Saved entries
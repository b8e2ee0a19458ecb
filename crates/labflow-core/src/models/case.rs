//! Case models: the production record a lab tracks from intake to shipment.

use std::fmt;

use chrono::NaiveDate;
use rust_decimal::{Decimal, RoundingStrategy};
use serde::{Deserialize, Serialize};

/// Prefix of every human-facing case number (`C-<n>`).
pub const CASE_NUMBER_PREFIX: &str = "C-";

/// Shade used when the intake form leaves it blank.
pub const DEFAULT_SHADE: &str = "A2";

/// Production status of a case.
///
/// Declaration order is the workflow order and the precedence list views
/// use after the rush flag.
#[derive(Debug, Clone, Copy, PartialEq, Eq, PartialOrd, Ord, Hash, Serialize, Deserialize)]
#[serde(rename_all = "snake_case")]
pub enum CaseStatus {
    /// Case has arrived at the lab
    Received,
    /// A technician is working on it
    InProgress,
    /// Awaiting quality check
    QualityCheck,
    /// Finished, waiting for pickup
    Ready,
    /// Left the lab
    Shipped,
}

impl CaseStatus {
    /// All statuses in workflow order.
    pub const ALL: [CaseStatus; 5] = [
        CaseStatus::Received,
        CaseStatus::InProgress,
        CaseStatus::QualityCheck,
        CaseStatus::Ready,
        CaseStatus::Shipped,
    ];

    /// Database string representation.
    pub fn as_str(self) -> &'static str {
        match self {
            CaseStatus::Received => "received",
            CaseStatus::InProgress => "in_progress",
            CaseStatus::QualityCheck => "quality_check",
            CaseStatus::Ready => "ready",
            CaseStatus::Shipped => "shipped",
        }
    }

    /// Parse from database string representation.
    pub fn from_str(s: &str) -> Option<Self> {
        match s {
            "received" => Some(CaseStatus::Received),
            "in_progress" => Some(CaseStatus::InProgress),
            "quality_check" => Some(CaseStatus::QualityCheck),
            "ready" => Some(CaseStatus::Ready),
            "shipped" => Some(CaseStatus::Shipped),
            _ => None,
        }
    }

    /// Human-facing label.
    pub fn label(self) -> &'static str {
        match self {
            CaseStatus::Received => "Received",
            CaseStatus::InProgress => "In Progress",
            CaseStatus::QualityCheck => "QC Check",
            CaseStatus::Ready => "Ready",
            CaseStatus::Shipped => "Shipped",
        }
    }

    /// Position in the workflow, starting at 0.
    pub fn rank(self) -> usize {
        self as usize
    }

    /// The status one step forward, if any.
    pub fn next(self) -> Option<Self> {
        Self::ALL.get(self.rank() + 1).copied()
    }

    /// The status one step backward, if moving back from here is allowed.
    ///
    /// Only `quality_check`, `ready` and `shipped` can move back; a case that
    /// has been started is never returned to `received`.
    pub fn previous(self) -> Option<Self> {
        match self {
            CaseStatus::QualityCheck => Some(CaseStatus::InProgress),
            CaseStatus::Ready => Some(CaseStatus::QualityCheck),
            CaseStatus::Shipped => Some(CaseStatus::Ready),
            CaseStatus::Received | CaseStatus::InProgress => None,
        }
    }
}

impl fmt::Display for CaseStatus {
    fn fmt(&self, f: &mut fmt::Formatter<'_>) -> fmt::Result {
        f.write_str(self.as_str())
    }
}

/// Shipment metadata required when a case moves to `shipped`.
#[derive(Debug, Clone, Serialize, Deserialize, PartialEq)]
pub struct ShippingInfo {
    /// Carrier name (e.g. "UPS", "FedEx")
    pub carrier: String,
    /// Carrier tracking number
    pub tracking_number: String,
}

impl ShippingInfo {
    pub fn new(carrier: impl Into<String>, tracking_number: impl Into<String>) -> Self {
        Self {
            carrier: carrier.into(),
            tracking_number: tracking_number.into(),
        }
    }

    /// Both fields present after trimming.
    pub fn is_complete(&self) -> bool {
        !self.carrier.trim().is_empty() && !self.tracking_number.trim().is_empty()
    }
}

/// A production case.
#[derive(Debug, Clone, Serialize, Deserialize, PartialEq)]
pub struct Case {
    /// Surrogate ID (UUID)
    pub id: String,
    /// Human-facing number, `C-<n>`, assigned by the store on insert
    pub case_number: String,
    /// Patient name
    pub patient: String,
    /// Referring doctor
    pub doctor_id: String,
    /// Referring doctor's name (joined on read)
    pub doctor_name: Option<String>,
    /// Restoration type, normally drawn from the restoration catalog
    pub restoration_type: String,
    /// Tooth shade (e.g. "A2")
    pub shade: String,
    /// Due date, `YYYY-MM-DD`
    pub due: String,
    /// Rush flag
    pub rush: bool,
    /// Free-text notes
    pub notes: Option<String>,
    /// Price charged to the practice
    pub price: Decimal,
    /// Whether the case has been billed
    pub invoiced: bool,
    /// Workflow status
    pub status: CaseStatus,
    /// Set iff status is `shipped`
    pub shipping_carrier: Option<String>,
    /// Set only while status is `shipped`
    pub tracking_number: Option<String>,
    /// Set iff status is `shipped`
    pub shipped_at: Option<String>,
    /// Creation timestamp
    pub created_at: String,
    /// Last update timestamp
    pub updated_at: String,
}

impl Case {
    /// Whether the shipment fields agree with the status.
    pub fn shipment_consistent(&self) -> bool {
        let shipped = self.status == CaseStatus::Shipped;
        shipped == self.shipped_at.is_some()
            && shipped == self.shipping_carrier.is_some()
            && (shipped || self.tracking_number.is_none())
    }

    /// Numeric part of the case number, if well-formed.
    pub fn sequence(&self) -> Option<i64> {
        parse_case_number(&self.case_number)
    }

    /// Due date as a calendar date.
    pub fn due_date(&self) -> Option<NaiveDate> {
        NaiveDate::parse_from_str(&self.due, "%Y-%m-%d").ok()
    }

    /// Not shipped and past its due date.
    pub fn is_overdue(&self, today: NaiveDate) -> bool {
        self.status != CaseStatus::Shipped && self.due_date().is_some_and(|due| due < today)
    }

    /// `YYYY-MM` bucket of the creation timestamp.
    pub fn created_month(&self) -> Option<String> {
        chrono::DateTime::parse_from_rfc3339(&self.created_at)
            .ok()
            .map(|ts| ts.format("%Y-%m").to_string())
    }
}

/// Fields supplied by lab staff when creating a case.
#[derive(Debug, Clone, Serialize, Deserialize, PartialEq)]
pub struct NewCase {
    pub patient: String,
    pub doctor_id: String,
    pub restoration_type: String,
    /// Blank falls back to [`DEFAULT_SHADE`]
    pub shade: Option<String>,
    pub due: String,
    pub rush: bool,
    pub notes: Option<String>,
    pub price: Decimal,
}

impl NewCase {
    /// Create intake data with required fields; zero price, no notes.
    pub fn new(patient: String, doctor_id: String, restoration_type: String, due: String) -> Self {
        Self {
            patient,
            doctor_id,
            restoration_type,
            shade: None,
            due,
            rush: false,
            notes: None,
            price: Decimal::ZERO,
        }
    }
}

/// Direct field edits from the case edit form.
///
/// `price` is `None` when the editor cannot see financials.
#[derive(Debug, Clone, Serialize, Deserialize, PartialEq)]
pub struct CaseEdit {
    pub patient: String,
    pub doctor_id: String,
    pub restoration_type: String,
    pub shade: String,
    pub due: String,
    pub rush: bool,
    pub notes: Option<String>,
    pub price: Option<Decimal>,
}

impl CaseEdit {
    /// Start an edit from the current values of a case.
    pub fn from_case(case: &Case) -> Self {
        Self {
            patient: case.patient.clone(),
            doctor_id: case.doctor_id.clone(),
            restoration_type: case.restoration_type.clone(),
            shade: case.shade.clone(),
            due: case.due.clone(),
            rush: case.rush,
            notes: case.notes.clone(),
            price: Some(case.price),
        }
    }
}

/// Format a sequence number as a case number.
pub fn format_case_number(sequence: i64) -> String {
    format!("{}{}", CASE_NUMBER_PREFIX, sequence)
}

/// Parse the numeric part of a `C-<n>` case number.
pub fn parse_case_number(case_number: &str) -> Option<i64> {
    case_number
        .strip_prefix(CASE_NUMBER_PREFIX)
        .and_then(|n| n.parse().ok())
}

/// Round a price to cents; `None` if negative.
pub fn normalize_price(price: Decimal) -> Option<Decimal> {
    if price.is_sign_negative() && !price.is_zero() {
        None
    } else {
        Some(price.round_dp_with_strategy(2, RoundingStrategy::MidpointAwayFromZero))
    }
}

/// Check a `YYYY-MM-DD` date string.
pub fn is_valid_due_date(due: &str) -> bool {
    NaiveDate::parse_from_str(due, "%Y-%m-%d").is_ok()
}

TASK BRIEF: Look above for the line with "the restoration catalog" and the line with "Last update timestamp". Write out those two lines and all the lines between them, exactly, and no others.

SOLUTION FOR THIS PROBLEM:
    /// Restoration type, normally drawn from the restoration catalog
    pub restoration_type: String,
    /// Tooth shade (e.g. "A2")
    pub shade: String,
    /// Due date, `YYYY-MM-DD`
    pub due: String,
    /// Rush flag
    pub rush: bool,
    /// Free-text notes
    pub notes: Option<String>,
    /// Price charged to the practice
    pub price: Decimal,
    /// Whether the case has been billed
    pub invoiced: bool,
    /// Workflow status
    pub status: CaseStatus,
    /// Set iff status is `shipped`
    pub shipping_carrier: Option<String>,
    /// Set only while status is `shipped`
    pub tracking_number: Option<String>,
    /// Set iff status is `shipped`
    pub shipped_at: Option<String>,
    /// Creation timestamp
    pub created_at: String,
    /// Last update timestamp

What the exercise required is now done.